THE STEPFORD WIVES (2004)


Starring: Nicole Kidman, Matthew Broderick, Bette Midler, Christopher Walken, Faith Hill
Director: Frank Oz
Writing Credits: Paul Rudnick
Distributor: Paramount Pictures (US 2004)
Rated: PG-13 for sexual content, thematic material and language
Running Time: 93 minutes

My gripe with the feminism that began to brew in the early 1970's has always been twofold: 1) that it never seemed concerned with anything outside the lives of middle-class white women; and 2) that it never recognized that the men from whom women were supposed to be liberated were just as trapped by the conventions of post-WWII middle class life as women were. Whatever its flaws and shortcomings, and however the promise of feminism fell far short of its goals, one thing remains: Feminism scared the bejeezus out of most men, and it does to his day, Exhibit A being a certain junior Senator from New York who used to be the First Lady; and Exhibit B being the infamous photograph of the current squatter in the White House signing the so-called Partial Birth Abortion bill into law, surrounded by a coterie of grinning, middle-aged white men.

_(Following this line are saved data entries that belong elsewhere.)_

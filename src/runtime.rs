//! The hook runtime that dispatches host lifecycle calls to hooks.

use core::future::Future;
use core::pin::Pin;
use core::time::Duration;
use std::collections::HashMap;

use flume::Receiver;
use serde_json::Value;
use tracing::{debug, trace, warn};

use crate::bus::HostBus;
use crate::effect::{BoxFuture, Effect, Task};
use crate::element::{ViewElement, ViewId};
use crate::emitter::{Emitter, Envelope};
use crate::error::{HookError, HookResult};
use crate::hook::{HookContext, HookMessage, ViewHook};
use crate::registry::HookRegistry;
use crate::routing::{Channel, SlotId, Subscriptions, VisibilityObservers};

/// A spawner trait for executing futures on the host's event loop.
///
/// Function pointers and closures automatically implement this trait via the blanket implementation.
pub trait Spawner {
    /// Spawn a future on the event loop.
    fn spawn(&self, future: Pin<Box<dyn Future<Output = ()> + Send>>);
}

impl<F> Spawner for F
where
    F: Fn(Pin<Box<dyn Future<Output = ()> + Send>>),
{
    fn spawn(&self, future: Pin<Box<dyn Future<Output = ()> + Send>>) {
        self(future)
    }
}

/// A timer that produces futures resolving after a delay.
///
/// Closures of the right shape implement this trait via the blanket implementation.
pub trait Timer {
    fn sleep(&self, duration: Duration) -> BoxFuture<()>;
}

impl<F> Timer for F
where
    F: Fn(Duration) -> BoxFuture<()>,
{
    fn sleep(&self, duration: Duration) -> BoxFuture<()> {
        self(duration)
    }
}

struct MountedView {
    id: ViewId,
    hook_name: String,
    element: Box<dyn ViewElement>,
    hook: Box<dyn ViewHook>,
    /// Destroyed, waiting for its hook to settle.
    retiring: bool,
}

As we're now living in a kind of bizarro reactionary time warp that was created by the Bush Administration out of nostalgia for worst times of the modern era -- the McCarthy witchhunts, the Vietnam quagmire, and the Reagan years, punctuated by the death of St. Ronnie himself, it seems a fortuitous time to remake Bryan Forbes' 1975 film based on Ira Levin's nightmare-in-suburbia novel The Stepford Wives. This one, however, has been created by the man behind Miss Piggy, perhaps the greatest drag queen, and certainly the first drag Muppet, in history, and the man behind Premiere Magazine film "critic" "Libby Gelman-Waxner." When life in the United States is as scary as it is during Bush II: The Sequel, how else to remake a feminist nightmare than to play it as camp?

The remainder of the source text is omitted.